The following is an excerpt from the work by Bob Avakian, The New Communism. In addition to this and other excerpts posted on revcom.us, we will be running further excerpts from time to time on revcom.us. These excerpts should serve as encouragement and inspiration for people to get into the work as a whole, which is available as a book from Insight Press and as a PDF online at revcom.us.
This excerpt comes from the section titled "I. Method and Approach, Communism as a Science."
Earlier this year (2015), the Outline I wrote, “The New Synthesis of Communism: Fundamental Orientation, Method and Approach, and Core Elements”23 was posted, and featured prominently, on revcom.us and in Revolution newspaper; and in publishing and featuring it, it was emphasized that this Outline is important itself and also an important companion to the Interview with Ardea Skybreak, which people should continue to study and to use and popularize broadly.

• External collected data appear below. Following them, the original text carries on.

use std::{
    collections::HashMap,
    fmt::Debug,
    sync::{Arc, LazyLock},
};

use crate::{
    ast::Expr,
    error::{MathError, MathResult},
    interpreter::{
        evaluator::{
            core::Context,
            function::{
                array, builtin,
                domain::{DomainShape, check_domain},
                special,
            },
        },
        value::core::Value,
    },
};

/// The callable body of a [`MathFunction`].
pub type FunctionBody = dyn Fn(&[Value]) -> MathResult<Value> + Send + Sync;

/// How many arguments a function takes.
#[derive(Debug, Clone, Copy, PartialEq, Eq)]
pub enum Arity {
    /// The function must receive exactly this many arguments.
    Exact(usize),
    /// The function checks its own arguments, including their count.
    SelfValidating,
}

/// A named mathematical function available to formulas.
///
/// Bodies are shared behind an `Arc`, so cloning a function or a whole scope
/// is cheap. Errors raised by the body are reframed to name the function.
#[derive(Clone)]
pub struct MathFunction {
    name:  String,
    arity: Arity,
    body:  Arc<FunctionBody>,
}

impl Debug for MathFunction {
    fn fmt(&self, f: &mut std::fmt::Formatter<'_>) -> std::fmt::Result {
        f.debug_struct("MathFunction")
         .field("name", &self.name)
         .field("arity", &self.arity)
         .finish_non_exhaustive()
    }
}

impl MathFunction {
    /// Wraps a closure taking exactly `arity` arguments.
    ///
    /// # Example
    /// ```
    /// use mathgrader::interpreter::{evaluator::function::core::MathFunction, value::core::Value};
    ///
    /// let double = MathFunction::new("double", 1, |args| {
    ///     let x = args[0].as_scalar().unwrap();
    ///     Ok(Value::Scalar(x + x))
    /// });
    /// assert_eq!(double.call(&[Value::from(2.5)]).unwrap(), Value::from(5.0));
    /// assert!(double.call(&[]).is_err());
    /// ```
    pub fn new<F>(name: impl Into<String>, arity: usize, body: F) -> Self
        where F: Fn(&[Value]) -> MathResult<Value> + Send + Sync + 'static
    {
        Self { name:  name.into(),
               arity: Arity::Exact(arity),
               body:  Arc::new(body), }
    }

    /// Wraps a closure that validates its own argument list.
    pub fn self_validating<F>(name: impl Into<String>, body: F) -> Self
        where F: Fn(&[Value]) -> MathResult<Value> + Send + Sync + 'static
    {
        Self { name:  name.into(),
               arity: Arity::SelfValidating,
               body:  Arc::new(body), }
    }

    /// Wraps a closure behind a per-argument shape check.
    ///
    /// Every argument is validated before `body` runs, and a failure lists
    /// the status of each argument.
    pub fn with_domain<F>(name: impl Into<String>, shapes: Vec<DomainShape>, body: F) -> Self
        where F: Fn(&[Value]) -> MathResult<Value> + Send + Sync + 'static
    {
        let name = name.into();
        let label = name.clone();
        Self::self_validating(name, move |args| {
            check_domain(&label, &shapes, args)?;
            body(args)
        })
    }

    /// The same function under another name.
    #[must_use]
    pub fn renamed(&self, name: impl Into<String>) -> Self {
        Self { name:  name.into(),
               arity: self.arity,
               body:  Arc::clone(&self.body), }
    }

    /// The name used in error messages.
    #[must_use]
    pub fn name(&self) -> &str {
        &self.name
    }

    /// The declared arity.
    #[must_use]
    pub const fn arity(&self) -> Arity {
        self.arity
    }

    /// Calls the function.
    ///
    /// # Errors
    /// [`MathError::ArgumentCount`] for a wrong number of arguments, or
    /// whatever the body raises, reframed by [`MathError::within_function`].
    pub fn call(&self, args: &[Value]) -> MathResult<Value> {
        if let Arity::Exact(expected) = self.arity
           && args.len() != expected
        {
            return Err(MathError::ArgumentCount { name: self.name.clone(),
                                                  expected,
                                                  received: args.len() });
        }

        (self.body)(args).map_err(|e| e.within_function(&self.name))
    }
}

/// Signature of the functions in the default library.
type BuiltinFn = fn(&[Value]) -> MathResult<Value>;

/// Defines the default function library as a static table.
///
/// Each entry gives a name, the expected shape of every argument and the
/// function pointer implementing it. The macro produces:
/// - `BuiltinDef` (internal metadata),
/// - `BUILTIN_TABLE` (static table for lookup),
/// - `BUILTIN_FUNCTIONS` (public list of builtin names).
macro_rules! builtin_functions {
    (
        $(
            $name:literal => {
                domain: $domain:expr,
                func: $func:expr $(,)?
            }
        ),* $(,)?
    ) => {
        struct BuiltinDef {
            name:   &'static str,
            domain: &'static [DomainShape],
            func:   BuiltinFn,
        }
        static BUILTIN_TABLE: &[BuiltinDef] = &[
            $(
                BuiltinDef { name: $name, domain: $domain, func: $func },
            )*
        ];
        /// Names of every function in the default library.
        pub const BUILTIN_FUNCTIONS: &[&str] = &[
            $($name,)*
        ];
    };
}

const SCALAR: &[DomainShape] = &[DomainShape::Scalar];
const SCALAR_PAIR: &[DomainShape] = &[DomainShape::Scalar, DomainShape::Scalar];
const ANY: &[DomainShape] = &[DomainShape::Any];
const SQUARE: &[DomainShape] = &[DomainShape::SquareMatrix];
const MATRIX: &[DomainShape] = &[DomainShape::Matrix(None)];
const VECTOR_3_PAIR: &[DomainShape] =
    &[DomainShape::Vector(Some(3)), DomainShape::Vector(Some(3))];

builtin_functions! {
    "sin"       => { domain: SCALAR, func: builtin::sin },
    "cos"       => { domain: SCALAR, func: builtin::cos },
    "tan"       => { domain: SCALAR, func: builtin::tan },
    "sec"       => { domain: SCALAR, func: builtin::sec },
    "csc"       => { domain: SCALAR, func: builtin::csc },
    "cot"       => { domain: SCALAR, func: builtin::cot },
    "arcsin"    => { domain: SCALAR, func: builtin::arcsin },
    "arccos"    => { domain: SCALAR, func: builtin::arccos },
    "arctan"    => { domain: SCALAR, func: builtin::arctan },
    "arcsec"    => { domain: SCALAR, func: builtin::arcsec },
    "arccsc"    => { domain: SCALAR, func: builtin::arccsc },
    "arccot"    => { domain: SCALAR, func: builtin::arccot },
    "arctan2"   => { domain: SCALAR_PAIR, func: builtin::arctan2 },
    "sinh"      => { domain: SCALAR, func: builtin::sinh },
    "cosh"      => { domain: SCALAR, func: builtin::cosh },
    "tanh"      => { domain: SCALAR, func: builtin::tanh },
    "sech"      => { domain: SCALAR, func: builtin::sech },
    "csch"      => { domain: SCALAR, func: builtin::csch },
    "coth"      => { domain: SCALAR, func: builtin::coth },
    "arcsinh"   => { domain: SCALAR, func: builtin::arcsinh },
    "arccosh"   => { domain: SCALAR, func: builtin::arccosh },
    "arctanh"   => { domain: SCALAR, func: builtin::arctanh },
    "arcsech"   => { domain: SCALAR, func: builtin::arcsech },
    "arccsch"   => { domain: SCALAR, func: builtin::arccsch },
    "arccoth"   => { domain: SCALAR, func: builtin::arccoth },
    "sqrt"      => { domain: SCALAR, func: builtin::sqrt },
    "ln"        => { domain: SCALAR, func: builtin::ln },
    "log10"     => { domain: SCALAR, func: builtin::log10 },
    "log2"      => { domain: SCALAR, func: builtin::log2 },
    "exp"       => { domain: SCALAR, func: builtin::exp },
    "abs"       => { domain: ANY, func: builtin::abs },
    "fact"      => { domain: SCALAR, func: special::factorial },
    "factorial" => { domain: SCALAR, func: special::factorial },
    "re"        => { domain: ANY, func: builtin::re },
    "im"        => { domain: ANY, func: builtin::im },
    "conj"      => { domain: ANY, func: builtin::conj },
    "det"       => { domain: SQUARE, func: array::det },
    "trace"     => { domain: SQUARE, func: array::trace },
    "trans"     => { domain: MATRIX, func: array::trans },
    "ctrans"    => { domain: MATRIX, func: array::ctrans },
    "adj"       => { domain: MATRIX, func: array::ctrans },
    "cross"     => { domain: VECTOR_3_PAIR, func: array::cross },
    "norm"      => { domain: ANY, func: array::norm },
}

static DEFAULT_FUNCTIONS: LazyLock<HashMap<String, MathFunction>> = LazyLock::new(|| {
    BUILTIN_TABLE.iter()
                 .map(|def| {
                     let function =
                         MathFunction::with_domain(def.name, def.domain.to_vec(), def.func);
                     (def.name.to_string(), function)
                 })
                 .collect()
});

/// Returns a copy of the default function library, keyed by name.
///
/// # Example
/// ```
/// use mathgrader::interpreter::{evaluator::function::core::default_functions,
///                               value::core::Value};
///
/// let functions = default_functions();
/// let sqrt = &functions["sqrt"];
/// assert_eq!(sqrt.call(&[Value::from(9.0)]).unwrap(), Value::from(3.0));
/// ```
#[must_use]
pub fn default_functions() -> HashMap<String, MathFunction> {
    DEFAULT_FUNCTIONS.clone()
}

impl Context<'_> {
    /// Evaluates a function call.
    ///
    /// Arguments are evaluated left to right before the function is looked
    /// up in the scope and called.
    ///
    /// # Parameters
    /// - `name`: Function name.
    /// - `arguments`: Argument expressions.
    ///
    /// # Returns
    /// The function result, or an error naming the function.
    pub(crate) fn eval_function_call(&mut self,
                                     name: &str,
                                     arguments: &[Expr])
                                     -> MathResult<Value> {
        let Some(args) = self.eval_children(arguments)? else {
            return Ok(Value::nan());
        };

        let function = self.scope.functions.get(name).ok_or_else(|| {
            MathError::UndefinedFunction { name:    name.to_string(),
                                           message: format!("Invalid Input: {name} not \
                                                             permitted in answer as a \
                                                             function"), }
        })?;

        log::trace!("calling {name} with {} argument(s)", args.len());
        function.call(&args)
    }
}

This Outline on the new synthesis of communism provides a basic sense of the scope, and of the essential scientific method and approach and strategic orientation, that marks the new synthesis as a further, qualitative development of communism; and it should provide important guidelines for further engagement with and immersion in the new synthesis. Here, rather than going through the whole Outline, which is available for people to read and dig into—and people should go back to it repeatedly—I want to discuss the importance of, and further stimulate, serious study of not only the Outline itself but the content of the new synthesis it is summarizing, in a concentrated way.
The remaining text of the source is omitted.